#### TASK DESCRIPTION:
Search the material below for the word "other". Copy every line where it is found.

#### ENTRIES SUPPLIED:
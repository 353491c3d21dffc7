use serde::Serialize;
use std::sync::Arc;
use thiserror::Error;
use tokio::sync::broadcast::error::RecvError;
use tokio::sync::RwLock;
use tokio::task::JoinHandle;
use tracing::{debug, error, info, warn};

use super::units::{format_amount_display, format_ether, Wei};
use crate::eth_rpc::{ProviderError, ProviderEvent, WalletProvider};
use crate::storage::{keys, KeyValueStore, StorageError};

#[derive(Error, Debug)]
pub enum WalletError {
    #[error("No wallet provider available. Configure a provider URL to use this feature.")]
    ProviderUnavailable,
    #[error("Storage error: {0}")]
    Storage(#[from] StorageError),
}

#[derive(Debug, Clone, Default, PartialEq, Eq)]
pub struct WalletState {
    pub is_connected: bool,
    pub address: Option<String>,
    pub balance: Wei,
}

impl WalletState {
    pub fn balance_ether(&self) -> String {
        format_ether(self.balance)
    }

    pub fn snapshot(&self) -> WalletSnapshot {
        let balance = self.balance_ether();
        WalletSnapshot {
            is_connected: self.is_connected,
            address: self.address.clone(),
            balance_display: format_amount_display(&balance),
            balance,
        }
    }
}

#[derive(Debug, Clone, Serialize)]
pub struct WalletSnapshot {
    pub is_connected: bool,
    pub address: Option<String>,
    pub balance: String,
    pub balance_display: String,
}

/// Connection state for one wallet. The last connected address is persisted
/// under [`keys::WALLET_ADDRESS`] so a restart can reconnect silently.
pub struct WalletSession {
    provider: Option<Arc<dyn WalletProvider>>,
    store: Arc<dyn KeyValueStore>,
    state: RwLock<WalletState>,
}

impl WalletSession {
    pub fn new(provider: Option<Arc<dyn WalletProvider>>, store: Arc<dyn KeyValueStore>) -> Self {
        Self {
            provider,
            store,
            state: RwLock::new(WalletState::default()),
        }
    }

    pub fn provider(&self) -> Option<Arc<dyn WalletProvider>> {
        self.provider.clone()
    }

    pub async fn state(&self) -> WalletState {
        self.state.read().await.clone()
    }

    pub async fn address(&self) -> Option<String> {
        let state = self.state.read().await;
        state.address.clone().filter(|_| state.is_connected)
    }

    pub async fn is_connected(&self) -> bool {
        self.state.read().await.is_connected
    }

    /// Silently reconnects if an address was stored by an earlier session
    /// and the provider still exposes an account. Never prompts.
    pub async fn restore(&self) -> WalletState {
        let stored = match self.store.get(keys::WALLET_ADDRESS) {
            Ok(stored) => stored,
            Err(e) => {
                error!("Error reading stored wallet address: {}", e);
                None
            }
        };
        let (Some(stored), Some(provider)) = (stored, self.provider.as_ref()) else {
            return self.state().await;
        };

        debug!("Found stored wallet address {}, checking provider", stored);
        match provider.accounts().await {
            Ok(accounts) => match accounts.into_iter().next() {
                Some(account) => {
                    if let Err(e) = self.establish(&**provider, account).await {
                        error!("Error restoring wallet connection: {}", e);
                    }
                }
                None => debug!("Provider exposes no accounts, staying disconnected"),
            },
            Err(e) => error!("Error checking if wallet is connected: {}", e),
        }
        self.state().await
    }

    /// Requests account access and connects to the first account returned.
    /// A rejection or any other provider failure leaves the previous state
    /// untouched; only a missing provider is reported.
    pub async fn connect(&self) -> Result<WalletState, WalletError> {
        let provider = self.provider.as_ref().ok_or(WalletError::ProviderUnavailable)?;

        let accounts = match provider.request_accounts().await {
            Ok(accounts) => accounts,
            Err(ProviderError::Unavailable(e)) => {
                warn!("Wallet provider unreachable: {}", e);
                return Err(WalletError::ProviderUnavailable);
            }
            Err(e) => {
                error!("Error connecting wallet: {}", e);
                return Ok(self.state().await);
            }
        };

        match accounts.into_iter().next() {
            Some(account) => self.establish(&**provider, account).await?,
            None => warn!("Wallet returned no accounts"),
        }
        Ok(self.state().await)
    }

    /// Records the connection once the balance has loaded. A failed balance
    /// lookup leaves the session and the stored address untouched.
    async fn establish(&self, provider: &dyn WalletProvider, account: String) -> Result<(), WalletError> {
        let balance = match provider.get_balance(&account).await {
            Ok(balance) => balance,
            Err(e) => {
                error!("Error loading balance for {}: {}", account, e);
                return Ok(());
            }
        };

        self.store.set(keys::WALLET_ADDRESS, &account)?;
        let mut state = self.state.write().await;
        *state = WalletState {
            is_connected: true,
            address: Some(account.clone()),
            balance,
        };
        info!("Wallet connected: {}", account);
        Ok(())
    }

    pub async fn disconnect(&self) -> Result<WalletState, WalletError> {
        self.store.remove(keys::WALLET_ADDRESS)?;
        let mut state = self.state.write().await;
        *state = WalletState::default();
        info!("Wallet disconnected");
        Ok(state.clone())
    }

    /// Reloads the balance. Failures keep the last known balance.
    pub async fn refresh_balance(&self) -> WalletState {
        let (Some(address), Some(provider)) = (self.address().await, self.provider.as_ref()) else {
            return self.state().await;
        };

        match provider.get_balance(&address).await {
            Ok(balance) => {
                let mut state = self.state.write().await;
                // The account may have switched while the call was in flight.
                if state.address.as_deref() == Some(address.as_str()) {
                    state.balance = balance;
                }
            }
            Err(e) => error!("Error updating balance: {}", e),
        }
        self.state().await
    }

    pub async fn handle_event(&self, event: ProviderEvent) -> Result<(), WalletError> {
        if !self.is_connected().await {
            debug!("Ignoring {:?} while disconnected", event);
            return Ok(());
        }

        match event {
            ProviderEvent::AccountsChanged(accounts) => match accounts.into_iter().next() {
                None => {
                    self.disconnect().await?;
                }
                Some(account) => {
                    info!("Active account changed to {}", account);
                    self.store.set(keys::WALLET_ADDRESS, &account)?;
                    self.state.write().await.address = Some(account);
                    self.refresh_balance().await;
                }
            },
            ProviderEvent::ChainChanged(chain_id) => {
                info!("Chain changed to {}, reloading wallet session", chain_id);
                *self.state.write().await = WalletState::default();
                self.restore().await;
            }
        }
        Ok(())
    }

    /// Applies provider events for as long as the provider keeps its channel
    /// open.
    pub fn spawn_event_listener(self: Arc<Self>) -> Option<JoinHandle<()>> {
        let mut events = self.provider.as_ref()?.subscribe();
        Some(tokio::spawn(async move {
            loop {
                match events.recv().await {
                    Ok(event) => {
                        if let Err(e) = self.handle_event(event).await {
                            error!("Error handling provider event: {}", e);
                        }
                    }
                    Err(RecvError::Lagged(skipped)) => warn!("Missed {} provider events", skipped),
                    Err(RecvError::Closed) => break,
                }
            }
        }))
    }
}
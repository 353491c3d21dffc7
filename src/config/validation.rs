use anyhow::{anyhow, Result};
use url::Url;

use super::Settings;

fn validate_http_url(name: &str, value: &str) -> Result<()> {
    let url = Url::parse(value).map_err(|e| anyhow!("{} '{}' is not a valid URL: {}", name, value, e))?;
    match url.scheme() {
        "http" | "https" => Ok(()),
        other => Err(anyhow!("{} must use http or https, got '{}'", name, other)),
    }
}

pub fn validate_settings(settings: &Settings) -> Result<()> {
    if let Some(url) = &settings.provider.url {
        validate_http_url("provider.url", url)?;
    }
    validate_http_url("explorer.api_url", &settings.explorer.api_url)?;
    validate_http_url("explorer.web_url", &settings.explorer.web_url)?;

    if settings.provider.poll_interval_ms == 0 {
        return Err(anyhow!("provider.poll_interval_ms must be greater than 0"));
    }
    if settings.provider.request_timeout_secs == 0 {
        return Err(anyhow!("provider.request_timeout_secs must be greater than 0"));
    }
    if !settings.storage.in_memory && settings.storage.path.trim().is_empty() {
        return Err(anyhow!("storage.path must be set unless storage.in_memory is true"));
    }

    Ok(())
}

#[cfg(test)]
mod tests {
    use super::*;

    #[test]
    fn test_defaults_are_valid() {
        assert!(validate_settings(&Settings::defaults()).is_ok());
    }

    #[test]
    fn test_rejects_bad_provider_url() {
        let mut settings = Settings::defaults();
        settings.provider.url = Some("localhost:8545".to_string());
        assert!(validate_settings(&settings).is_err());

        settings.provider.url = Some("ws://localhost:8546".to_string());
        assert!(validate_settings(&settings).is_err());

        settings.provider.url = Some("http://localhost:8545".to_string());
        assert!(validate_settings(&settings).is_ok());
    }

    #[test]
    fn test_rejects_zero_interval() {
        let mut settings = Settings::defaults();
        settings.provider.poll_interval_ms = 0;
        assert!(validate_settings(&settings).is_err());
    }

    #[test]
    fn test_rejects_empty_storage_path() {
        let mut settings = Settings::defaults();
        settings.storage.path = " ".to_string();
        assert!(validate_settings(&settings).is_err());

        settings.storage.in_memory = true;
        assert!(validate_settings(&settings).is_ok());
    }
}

#### OUTPUT OF THE EXERCISE:
    /// A rejection or any other provider failure leaves the previous state
        other => Err(anyhow!("{} must use http or https, got '{}'", name, other)),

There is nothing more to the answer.